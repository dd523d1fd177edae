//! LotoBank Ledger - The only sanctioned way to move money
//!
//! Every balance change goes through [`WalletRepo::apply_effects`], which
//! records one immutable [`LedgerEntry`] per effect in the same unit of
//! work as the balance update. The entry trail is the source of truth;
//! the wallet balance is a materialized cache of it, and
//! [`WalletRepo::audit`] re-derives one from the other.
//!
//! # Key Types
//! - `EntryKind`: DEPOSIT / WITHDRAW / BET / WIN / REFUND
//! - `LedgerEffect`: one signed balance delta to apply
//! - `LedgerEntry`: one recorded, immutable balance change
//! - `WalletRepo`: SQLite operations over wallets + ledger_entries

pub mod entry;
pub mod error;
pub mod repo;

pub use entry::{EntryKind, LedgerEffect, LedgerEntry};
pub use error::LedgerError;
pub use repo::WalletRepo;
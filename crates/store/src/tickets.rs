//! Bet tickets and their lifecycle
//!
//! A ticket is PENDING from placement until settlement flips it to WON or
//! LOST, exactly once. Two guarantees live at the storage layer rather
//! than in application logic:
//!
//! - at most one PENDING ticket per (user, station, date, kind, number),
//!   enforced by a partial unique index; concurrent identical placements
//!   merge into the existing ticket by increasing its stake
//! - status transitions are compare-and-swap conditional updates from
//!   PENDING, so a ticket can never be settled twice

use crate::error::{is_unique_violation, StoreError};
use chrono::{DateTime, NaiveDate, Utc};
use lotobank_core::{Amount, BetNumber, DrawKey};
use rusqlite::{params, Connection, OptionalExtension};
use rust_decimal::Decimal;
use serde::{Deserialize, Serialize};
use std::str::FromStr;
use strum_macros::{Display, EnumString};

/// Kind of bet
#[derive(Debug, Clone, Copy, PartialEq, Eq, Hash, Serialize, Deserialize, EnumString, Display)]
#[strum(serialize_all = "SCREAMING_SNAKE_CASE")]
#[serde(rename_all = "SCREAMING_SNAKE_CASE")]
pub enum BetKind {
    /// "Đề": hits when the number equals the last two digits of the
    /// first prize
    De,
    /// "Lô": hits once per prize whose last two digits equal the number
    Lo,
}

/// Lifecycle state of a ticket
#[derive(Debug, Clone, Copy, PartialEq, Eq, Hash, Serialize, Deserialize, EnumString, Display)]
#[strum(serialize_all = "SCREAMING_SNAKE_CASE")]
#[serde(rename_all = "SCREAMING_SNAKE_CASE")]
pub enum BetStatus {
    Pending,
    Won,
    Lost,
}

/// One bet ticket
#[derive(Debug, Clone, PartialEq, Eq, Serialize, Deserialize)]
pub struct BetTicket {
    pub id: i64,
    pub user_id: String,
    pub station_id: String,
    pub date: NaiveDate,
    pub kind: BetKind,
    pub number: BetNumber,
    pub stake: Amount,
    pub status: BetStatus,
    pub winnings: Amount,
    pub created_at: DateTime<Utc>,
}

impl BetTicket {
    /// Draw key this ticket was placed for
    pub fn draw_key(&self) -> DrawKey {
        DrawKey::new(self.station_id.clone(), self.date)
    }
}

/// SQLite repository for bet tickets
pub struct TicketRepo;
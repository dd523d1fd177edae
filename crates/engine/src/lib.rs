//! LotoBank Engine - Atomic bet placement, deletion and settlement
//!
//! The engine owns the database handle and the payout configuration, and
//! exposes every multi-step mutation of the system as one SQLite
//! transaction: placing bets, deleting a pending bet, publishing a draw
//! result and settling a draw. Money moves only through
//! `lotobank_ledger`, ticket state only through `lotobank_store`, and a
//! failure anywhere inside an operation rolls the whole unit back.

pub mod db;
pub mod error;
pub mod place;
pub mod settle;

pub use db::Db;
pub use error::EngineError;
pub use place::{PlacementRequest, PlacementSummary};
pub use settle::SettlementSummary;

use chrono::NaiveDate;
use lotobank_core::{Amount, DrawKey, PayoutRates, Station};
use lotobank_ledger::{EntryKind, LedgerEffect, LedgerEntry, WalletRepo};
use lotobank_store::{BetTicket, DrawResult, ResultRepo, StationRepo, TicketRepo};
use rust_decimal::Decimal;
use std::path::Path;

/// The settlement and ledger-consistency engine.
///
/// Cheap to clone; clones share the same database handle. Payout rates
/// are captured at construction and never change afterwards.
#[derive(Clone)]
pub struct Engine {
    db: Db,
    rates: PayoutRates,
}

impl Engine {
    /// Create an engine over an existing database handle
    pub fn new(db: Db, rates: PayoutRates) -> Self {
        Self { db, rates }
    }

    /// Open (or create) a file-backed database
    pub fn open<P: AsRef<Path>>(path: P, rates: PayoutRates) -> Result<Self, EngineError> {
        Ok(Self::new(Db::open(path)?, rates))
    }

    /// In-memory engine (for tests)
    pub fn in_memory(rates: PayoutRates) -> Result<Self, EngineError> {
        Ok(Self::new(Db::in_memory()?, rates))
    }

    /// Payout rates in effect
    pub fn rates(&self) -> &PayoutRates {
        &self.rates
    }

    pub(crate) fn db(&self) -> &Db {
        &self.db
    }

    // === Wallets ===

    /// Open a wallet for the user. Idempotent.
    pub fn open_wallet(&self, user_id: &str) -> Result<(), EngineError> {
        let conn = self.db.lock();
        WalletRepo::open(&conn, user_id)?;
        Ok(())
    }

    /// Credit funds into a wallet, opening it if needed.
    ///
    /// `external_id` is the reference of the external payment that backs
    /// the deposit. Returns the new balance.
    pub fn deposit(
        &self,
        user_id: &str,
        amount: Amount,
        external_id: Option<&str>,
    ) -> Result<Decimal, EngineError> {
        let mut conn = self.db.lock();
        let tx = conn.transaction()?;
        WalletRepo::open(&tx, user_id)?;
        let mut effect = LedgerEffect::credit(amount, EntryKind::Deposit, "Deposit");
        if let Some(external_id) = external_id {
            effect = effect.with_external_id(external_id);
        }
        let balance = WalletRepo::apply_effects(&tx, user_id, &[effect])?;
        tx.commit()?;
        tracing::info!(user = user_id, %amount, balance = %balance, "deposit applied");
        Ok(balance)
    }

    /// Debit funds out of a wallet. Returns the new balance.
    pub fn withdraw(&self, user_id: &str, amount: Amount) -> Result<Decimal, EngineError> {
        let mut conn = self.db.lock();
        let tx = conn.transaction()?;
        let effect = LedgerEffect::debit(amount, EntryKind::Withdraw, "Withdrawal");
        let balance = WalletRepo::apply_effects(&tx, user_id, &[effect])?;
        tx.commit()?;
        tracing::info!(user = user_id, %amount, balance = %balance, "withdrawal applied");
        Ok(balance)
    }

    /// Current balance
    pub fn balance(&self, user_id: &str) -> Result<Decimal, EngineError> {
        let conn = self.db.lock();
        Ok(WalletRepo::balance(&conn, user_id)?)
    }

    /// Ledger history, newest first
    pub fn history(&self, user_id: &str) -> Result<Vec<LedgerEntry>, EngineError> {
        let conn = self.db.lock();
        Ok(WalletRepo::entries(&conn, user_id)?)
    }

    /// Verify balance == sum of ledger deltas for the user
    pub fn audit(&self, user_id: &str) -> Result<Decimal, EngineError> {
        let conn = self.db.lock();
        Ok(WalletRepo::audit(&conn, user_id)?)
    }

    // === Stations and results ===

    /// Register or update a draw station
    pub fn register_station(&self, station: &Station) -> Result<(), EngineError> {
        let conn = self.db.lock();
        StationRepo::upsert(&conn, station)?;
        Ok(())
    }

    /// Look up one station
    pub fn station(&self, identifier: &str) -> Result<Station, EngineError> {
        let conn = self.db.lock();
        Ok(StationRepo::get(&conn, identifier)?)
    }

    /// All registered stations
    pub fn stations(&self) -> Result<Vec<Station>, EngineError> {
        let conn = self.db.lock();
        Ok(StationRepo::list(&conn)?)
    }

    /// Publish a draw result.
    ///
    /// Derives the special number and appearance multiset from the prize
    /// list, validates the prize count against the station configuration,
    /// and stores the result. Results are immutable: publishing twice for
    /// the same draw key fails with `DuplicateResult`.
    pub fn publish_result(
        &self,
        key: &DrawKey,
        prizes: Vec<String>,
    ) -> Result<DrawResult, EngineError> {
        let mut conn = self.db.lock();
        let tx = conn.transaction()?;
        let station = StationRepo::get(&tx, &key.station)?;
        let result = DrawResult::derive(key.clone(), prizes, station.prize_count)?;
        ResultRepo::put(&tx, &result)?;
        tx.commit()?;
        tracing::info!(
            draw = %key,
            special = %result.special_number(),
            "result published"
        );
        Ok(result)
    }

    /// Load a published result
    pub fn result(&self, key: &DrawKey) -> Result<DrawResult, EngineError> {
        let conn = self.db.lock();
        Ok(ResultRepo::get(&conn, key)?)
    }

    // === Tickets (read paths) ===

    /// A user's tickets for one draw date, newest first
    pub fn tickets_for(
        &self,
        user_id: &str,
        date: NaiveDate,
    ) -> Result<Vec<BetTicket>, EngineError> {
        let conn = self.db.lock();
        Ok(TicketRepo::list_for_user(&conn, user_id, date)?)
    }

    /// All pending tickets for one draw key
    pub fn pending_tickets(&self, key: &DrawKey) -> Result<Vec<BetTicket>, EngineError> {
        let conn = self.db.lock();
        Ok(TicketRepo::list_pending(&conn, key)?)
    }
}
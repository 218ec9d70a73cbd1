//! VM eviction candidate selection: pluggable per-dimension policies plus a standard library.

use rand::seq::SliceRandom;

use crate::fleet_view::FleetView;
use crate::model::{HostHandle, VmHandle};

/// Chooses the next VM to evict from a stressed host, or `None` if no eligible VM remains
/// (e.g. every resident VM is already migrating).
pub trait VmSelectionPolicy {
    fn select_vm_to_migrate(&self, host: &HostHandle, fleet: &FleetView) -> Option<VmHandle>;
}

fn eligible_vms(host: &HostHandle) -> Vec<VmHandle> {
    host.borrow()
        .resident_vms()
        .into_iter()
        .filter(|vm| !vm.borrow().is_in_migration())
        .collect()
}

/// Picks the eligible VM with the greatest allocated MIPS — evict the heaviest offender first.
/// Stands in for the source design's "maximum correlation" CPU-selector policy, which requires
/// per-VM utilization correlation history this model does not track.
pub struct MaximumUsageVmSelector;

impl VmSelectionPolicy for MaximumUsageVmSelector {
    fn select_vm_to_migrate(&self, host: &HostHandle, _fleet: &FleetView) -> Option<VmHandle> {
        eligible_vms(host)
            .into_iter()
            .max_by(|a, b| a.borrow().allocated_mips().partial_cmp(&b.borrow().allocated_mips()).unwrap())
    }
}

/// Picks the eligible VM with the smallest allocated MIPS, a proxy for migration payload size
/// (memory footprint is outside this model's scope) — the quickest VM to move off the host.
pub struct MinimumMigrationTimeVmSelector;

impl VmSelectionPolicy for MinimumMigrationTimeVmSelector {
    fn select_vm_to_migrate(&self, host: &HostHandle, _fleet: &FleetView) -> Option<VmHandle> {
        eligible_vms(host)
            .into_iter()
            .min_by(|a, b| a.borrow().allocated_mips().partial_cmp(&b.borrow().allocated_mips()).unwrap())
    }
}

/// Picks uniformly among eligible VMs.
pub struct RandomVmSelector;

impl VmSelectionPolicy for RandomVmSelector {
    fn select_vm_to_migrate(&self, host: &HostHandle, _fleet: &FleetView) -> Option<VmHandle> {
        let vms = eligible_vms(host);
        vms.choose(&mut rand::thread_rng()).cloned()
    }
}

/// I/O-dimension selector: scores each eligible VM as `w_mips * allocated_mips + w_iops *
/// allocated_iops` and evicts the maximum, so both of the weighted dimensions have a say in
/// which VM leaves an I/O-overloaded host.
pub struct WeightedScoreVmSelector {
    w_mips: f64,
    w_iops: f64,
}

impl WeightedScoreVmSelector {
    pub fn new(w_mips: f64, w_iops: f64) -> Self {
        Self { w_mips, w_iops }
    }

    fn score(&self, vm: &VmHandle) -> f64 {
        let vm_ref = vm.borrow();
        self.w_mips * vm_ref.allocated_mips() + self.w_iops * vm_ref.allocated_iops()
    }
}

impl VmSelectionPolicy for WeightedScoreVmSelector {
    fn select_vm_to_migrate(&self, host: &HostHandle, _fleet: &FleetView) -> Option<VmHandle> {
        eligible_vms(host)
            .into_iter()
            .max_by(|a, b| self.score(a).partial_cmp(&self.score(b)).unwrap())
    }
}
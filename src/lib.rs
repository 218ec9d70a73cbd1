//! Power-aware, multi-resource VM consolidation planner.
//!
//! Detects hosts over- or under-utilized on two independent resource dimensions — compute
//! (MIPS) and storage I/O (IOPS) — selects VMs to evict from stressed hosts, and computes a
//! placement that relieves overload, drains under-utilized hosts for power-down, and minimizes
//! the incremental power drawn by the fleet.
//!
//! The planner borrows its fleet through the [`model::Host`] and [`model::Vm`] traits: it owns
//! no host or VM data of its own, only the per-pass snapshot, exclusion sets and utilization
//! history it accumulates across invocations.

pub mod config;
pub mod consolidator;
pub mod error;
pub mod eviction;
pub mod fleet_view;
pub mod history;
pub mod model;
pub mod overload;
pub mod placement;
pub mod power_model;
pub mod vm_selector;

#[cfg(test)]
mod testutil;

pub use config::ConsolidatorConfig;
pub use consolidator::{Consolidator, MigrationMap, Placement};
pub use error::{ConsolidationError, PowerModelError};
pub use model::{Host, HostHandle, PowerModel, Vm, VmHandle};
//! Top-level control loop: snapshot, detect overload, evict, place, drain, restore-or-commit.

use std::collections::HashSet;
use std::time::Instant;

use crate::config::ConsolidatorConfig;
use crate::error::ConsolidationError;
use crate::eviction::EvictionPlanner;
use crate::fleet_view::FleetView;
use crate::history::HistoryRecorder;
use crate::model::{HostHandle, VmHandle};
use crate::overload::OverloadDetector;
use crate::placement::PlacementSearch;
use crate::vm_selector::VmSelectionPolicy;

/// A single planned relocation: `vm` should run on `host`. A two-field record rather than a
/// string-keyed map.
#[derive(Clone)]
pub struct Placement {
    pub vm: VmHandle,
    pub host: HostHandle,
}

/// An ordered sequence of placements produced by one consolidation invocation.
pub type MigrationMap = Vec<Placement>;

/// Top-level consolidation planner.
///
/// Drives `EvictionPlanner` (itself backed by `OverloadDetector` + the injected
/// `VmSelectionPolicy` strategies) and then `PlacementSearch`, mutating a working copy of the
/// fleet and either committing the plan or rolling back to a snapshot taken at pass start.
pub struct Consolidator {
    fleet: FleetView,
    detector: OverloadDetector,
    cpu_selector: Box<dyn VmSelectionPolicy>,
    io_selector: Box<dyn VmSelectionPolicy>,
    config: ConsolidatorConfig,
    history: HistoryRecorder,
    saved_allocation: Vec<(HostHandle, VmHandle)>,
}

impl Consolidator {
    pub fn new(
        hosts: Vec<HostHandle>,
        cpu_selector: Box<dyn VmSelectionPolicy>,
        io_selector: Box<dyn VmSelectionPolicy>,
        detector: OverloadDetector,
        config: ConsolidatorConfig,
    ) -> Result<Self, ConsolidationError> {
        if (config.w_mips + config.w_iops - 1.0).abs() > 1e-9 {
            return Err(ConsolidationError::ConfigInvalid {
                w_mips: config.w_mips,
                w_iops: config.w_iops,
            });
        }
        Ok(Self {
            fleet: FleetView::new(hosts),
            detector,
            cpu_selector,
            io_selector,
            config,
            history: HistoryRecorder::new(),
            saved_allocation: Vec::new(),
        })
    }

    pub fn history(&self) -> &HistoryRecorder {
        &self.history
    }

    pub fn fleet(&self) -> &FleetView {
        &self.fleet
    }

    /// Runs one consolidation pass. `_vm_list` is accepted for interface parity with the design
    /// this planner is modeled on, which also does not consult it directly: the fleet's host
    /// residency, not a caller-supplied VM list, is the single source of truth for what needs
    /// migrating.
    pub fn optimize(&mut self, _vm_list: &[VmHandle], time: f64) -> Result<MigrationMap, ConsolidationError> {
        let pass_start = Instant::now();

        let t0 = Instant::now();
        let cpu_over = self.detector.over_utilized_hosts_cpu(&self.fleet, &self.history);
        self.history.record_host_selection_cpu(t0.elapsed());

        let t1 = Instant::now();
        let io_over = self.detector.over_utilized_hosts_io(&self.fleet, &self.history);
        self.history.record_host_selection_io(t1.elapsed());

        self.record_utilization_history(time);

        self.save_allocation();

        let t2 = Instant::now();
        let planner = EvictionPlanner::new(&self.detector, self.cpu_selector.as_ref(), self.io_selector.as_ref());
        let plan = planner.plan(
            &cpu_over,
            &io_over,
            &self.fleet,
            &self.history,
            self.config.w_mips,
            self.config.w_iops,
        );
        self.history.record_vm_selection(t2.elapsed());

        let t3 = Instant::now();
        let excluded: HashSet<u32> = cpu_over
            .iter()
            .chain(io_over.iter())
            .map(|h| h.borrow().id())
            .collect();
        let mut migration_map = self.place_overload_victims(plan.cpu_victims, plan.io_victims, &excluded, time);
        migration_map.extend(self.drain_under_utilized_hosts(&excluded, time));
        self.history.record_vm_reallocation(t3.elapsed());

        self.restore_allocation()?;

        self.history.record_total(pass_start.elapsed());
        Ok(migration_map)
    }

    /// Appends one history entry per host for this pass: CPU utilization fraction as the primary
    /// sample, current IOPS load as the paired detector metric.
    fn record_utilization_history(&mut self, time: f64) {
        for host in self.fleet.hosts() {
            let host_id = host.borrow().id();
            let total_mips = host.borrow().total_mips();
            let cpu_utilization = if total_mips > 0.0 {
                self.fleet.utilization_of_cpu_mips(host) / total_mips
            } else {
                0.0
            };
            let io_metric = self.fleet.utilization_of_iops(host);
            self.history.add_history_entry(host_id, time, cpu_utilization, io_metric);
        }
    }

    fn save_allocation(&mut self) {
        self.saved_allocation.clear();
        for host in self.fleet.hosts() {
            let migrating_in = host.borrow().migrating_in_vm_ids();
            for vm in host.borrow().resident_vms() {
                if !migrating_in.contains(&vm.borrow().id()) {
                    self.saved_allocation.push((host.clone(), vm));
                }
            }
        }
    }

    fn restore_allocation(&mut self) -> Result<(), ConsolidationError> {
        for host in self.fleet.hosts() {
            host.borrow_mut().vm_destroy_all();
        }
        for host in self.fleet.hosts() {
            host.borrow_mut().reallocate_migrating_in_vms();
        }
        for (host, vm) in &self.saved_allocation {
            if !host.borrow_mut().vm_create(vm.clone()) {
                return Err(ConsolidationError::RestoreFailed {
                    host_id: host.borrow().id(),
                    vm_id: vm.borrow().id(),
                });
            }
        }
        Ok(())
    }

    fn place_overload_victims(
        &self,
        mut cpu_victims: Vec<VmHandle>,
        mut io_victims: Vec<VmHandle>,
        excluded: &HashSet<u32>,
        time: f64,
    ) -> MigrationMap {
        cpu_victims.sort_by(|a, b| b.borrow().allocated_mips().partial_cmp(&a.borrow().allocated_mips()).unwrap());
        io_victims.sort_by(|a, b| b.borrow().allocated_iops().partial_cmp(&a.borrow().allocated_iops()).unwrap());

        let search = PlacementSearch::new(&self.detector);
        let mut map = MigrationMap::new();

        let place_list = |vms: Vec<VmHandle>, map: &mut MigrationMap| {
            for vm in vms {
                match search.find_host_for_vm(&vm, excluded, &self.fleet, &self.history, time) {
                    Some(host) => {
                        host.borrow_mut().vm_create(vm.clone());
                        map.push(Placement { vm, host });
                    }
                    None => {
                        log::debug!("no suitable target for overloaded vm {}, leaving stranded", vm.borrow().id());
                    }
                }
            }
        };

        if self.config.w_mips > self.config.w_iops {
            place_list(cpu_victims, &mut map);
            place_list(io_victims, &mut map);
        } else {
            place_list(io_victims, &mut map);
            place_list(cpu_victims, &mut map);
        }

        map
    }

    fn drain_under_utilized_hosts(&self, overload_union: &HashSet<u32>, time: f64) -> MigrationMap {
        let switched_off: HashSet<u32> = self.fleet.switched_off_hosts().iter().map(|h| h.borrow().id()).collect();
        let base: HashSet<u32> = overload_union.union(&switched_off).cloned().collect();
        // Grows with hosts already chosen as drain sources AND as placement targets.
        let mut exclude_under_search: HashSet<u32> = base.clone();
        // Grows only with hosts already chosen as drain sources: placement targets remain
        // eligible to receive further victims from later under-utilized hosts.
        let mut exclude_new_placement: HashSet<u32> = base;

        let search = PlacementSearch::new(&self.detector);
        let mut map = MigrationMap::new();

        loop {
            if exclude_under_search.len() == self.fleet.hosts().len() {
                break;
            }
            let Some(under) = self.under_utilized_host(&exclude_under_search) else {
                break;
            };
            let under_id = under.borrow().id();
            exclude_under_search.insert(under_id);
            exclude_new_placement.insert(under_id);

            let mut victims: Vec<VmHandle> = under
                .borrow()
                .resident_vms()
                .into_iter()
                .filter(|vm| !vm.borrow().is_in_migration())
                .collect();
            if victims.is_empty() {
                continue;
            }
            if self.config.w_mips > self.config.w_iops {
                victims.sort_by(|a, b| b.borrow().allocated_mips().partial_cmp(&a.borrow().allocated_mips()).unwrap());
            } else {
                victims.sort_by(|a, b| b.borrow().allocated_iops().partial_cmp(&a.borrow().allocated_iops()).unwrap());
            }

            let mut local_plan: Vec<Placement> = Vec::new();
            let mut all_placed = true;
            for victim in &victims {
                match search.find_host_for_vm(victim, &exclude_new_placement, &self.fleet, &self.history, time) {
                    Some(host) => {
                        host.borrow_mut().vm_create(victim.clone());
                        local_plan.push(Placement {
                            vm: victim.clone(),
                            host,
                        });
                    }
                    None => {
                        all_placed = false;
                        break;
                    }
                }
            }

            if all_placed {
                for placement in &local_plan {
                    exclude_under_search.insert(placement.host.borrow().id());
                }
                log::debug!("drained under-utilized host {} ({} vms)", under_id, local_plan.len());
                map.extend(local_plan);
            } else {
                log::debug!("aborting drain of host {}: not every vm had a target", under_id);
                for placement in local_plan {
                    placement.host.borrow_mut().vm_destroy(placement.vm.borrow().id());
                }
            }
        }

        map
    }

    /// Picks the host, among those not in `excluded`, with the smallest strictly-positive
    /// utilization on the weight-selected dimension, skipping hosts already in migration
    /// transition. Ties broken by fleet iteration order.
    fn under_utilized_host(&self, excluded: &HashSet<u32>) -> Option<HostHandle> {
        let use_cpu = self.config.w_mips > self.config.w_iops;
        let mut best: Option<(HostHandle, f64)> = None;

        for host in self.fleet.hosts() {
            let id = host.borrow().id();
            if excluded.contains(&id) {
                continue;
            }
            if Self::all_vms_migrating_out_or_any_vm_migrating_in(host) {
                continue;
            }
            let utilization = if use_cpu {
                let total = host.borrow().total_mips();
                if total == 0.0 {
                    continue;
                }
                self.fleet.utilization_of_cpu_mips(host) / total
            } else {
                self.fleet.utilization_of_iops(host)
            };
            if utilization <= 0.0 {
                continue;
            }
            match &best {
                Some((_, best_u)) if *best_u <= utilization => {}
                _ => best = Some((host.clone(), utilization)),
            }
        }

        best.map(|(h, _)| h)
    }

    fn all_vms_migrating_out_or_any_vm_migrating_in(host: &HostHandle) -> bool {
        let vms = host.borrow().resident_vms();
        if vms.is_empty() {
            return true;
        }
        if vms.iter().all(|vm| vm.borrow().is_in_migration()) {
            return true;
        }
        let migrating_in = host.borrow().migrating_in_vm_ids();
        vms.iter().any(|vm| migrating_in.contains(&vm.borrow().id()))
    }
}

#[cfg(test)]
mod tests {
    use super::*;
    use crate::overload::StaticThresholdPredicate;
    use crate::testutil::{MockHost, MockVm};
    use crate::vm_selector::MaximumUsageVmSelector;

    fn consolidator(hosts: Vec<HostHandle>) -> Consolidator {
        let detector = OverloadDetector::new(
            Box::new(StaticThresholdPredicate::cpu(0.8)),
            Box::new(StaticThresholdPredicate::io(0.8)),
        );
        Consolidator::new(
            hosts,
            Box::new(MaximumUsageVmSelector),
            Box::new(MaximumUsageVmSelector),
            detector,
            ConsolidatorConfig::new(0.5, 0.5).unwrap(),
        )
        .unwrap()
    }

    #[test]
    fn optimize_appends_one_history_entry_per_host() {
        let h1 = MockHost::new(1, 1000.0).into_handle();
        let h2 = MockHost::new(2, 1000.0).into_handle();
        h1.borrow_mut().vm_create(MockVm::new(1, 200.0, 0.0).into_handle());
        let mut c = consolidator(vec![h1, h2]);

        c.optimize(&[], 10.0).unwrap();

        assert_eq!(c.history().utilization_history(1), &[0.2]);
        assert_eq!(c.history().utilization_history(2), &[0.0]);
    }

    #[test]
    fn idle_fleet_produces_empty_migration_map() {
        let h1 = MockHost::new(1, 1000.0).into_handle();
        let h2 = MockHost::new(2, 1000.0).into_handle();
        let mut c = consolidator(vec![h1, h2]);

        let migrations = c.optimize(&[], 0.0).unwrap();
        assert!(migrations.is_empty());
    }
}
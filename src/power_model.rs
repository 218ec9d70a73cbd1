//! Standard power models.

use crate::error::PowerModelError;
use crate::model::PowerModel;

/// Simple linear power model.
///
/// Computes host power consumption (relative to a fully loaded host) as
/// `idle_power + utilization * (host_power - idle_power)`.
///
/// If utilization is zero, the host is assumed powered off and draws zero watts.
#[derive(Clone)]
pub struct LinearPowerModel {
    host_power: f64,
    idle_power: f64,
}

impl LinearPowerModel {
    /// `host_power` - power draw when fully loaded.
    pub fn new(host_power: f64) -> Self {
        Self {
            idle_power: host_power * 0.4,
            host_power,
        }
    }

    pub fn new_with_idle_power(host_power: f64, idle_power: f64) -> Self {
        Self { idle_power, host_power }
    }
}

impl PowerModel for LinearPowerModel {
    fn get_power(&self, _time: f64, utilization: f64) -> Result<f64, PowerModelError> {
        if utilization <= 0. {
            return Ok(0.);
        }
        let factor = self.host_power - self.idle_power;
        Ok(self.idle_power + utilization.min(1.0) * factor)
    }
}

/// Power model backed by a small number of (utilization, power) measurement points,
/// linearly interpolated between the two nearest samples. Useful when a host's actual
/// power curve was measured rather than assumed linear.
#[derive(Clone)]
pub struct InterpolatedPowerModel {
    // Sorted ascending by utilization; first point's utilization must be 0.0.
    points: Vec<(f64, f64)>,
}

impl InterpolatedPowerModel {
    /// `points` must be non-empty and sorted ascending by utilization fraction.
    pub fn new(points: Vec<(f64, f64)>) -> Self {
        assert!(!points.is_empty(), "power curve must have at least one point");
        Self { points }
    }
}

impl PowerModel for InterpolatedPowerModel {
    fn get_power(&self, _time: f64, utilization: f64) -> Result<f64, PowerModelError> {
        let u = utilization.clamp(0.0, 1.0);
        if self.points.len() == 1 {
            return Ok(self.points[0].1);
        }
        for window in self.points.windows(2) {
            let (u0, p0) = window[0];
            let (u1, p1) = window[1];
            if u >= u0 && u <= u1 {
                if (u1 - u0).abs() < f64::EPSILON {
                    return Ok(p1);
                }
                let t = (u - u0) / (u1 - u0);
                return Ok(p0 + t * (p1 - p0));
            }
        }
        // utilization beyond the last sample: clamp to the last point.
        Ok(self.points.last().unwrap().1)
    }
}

◆ **TASK ITEM**
Word for word, restate the lines of the listing above starting at the line with "f64) -> MigrationMap" and ending at the line with "as placement targets.", and nothing outside them.

◆ **RESULT OF THIS EXERCISE**
    fn drain_under_utilized_hosts(&self, overload_union: &HashSet<u32>, time: f64) -> MigrationMap {
        let switched_off: HashSet<u32> = self.fleet.switched_off_hosts().iter().map(|h| h.borrow().id()).collect();
        let base: HashSet<u32> = overload_union.union(&switched_off).cloned().collect();
        // Grows with hosts already chosen as drain sources AND as placement targets.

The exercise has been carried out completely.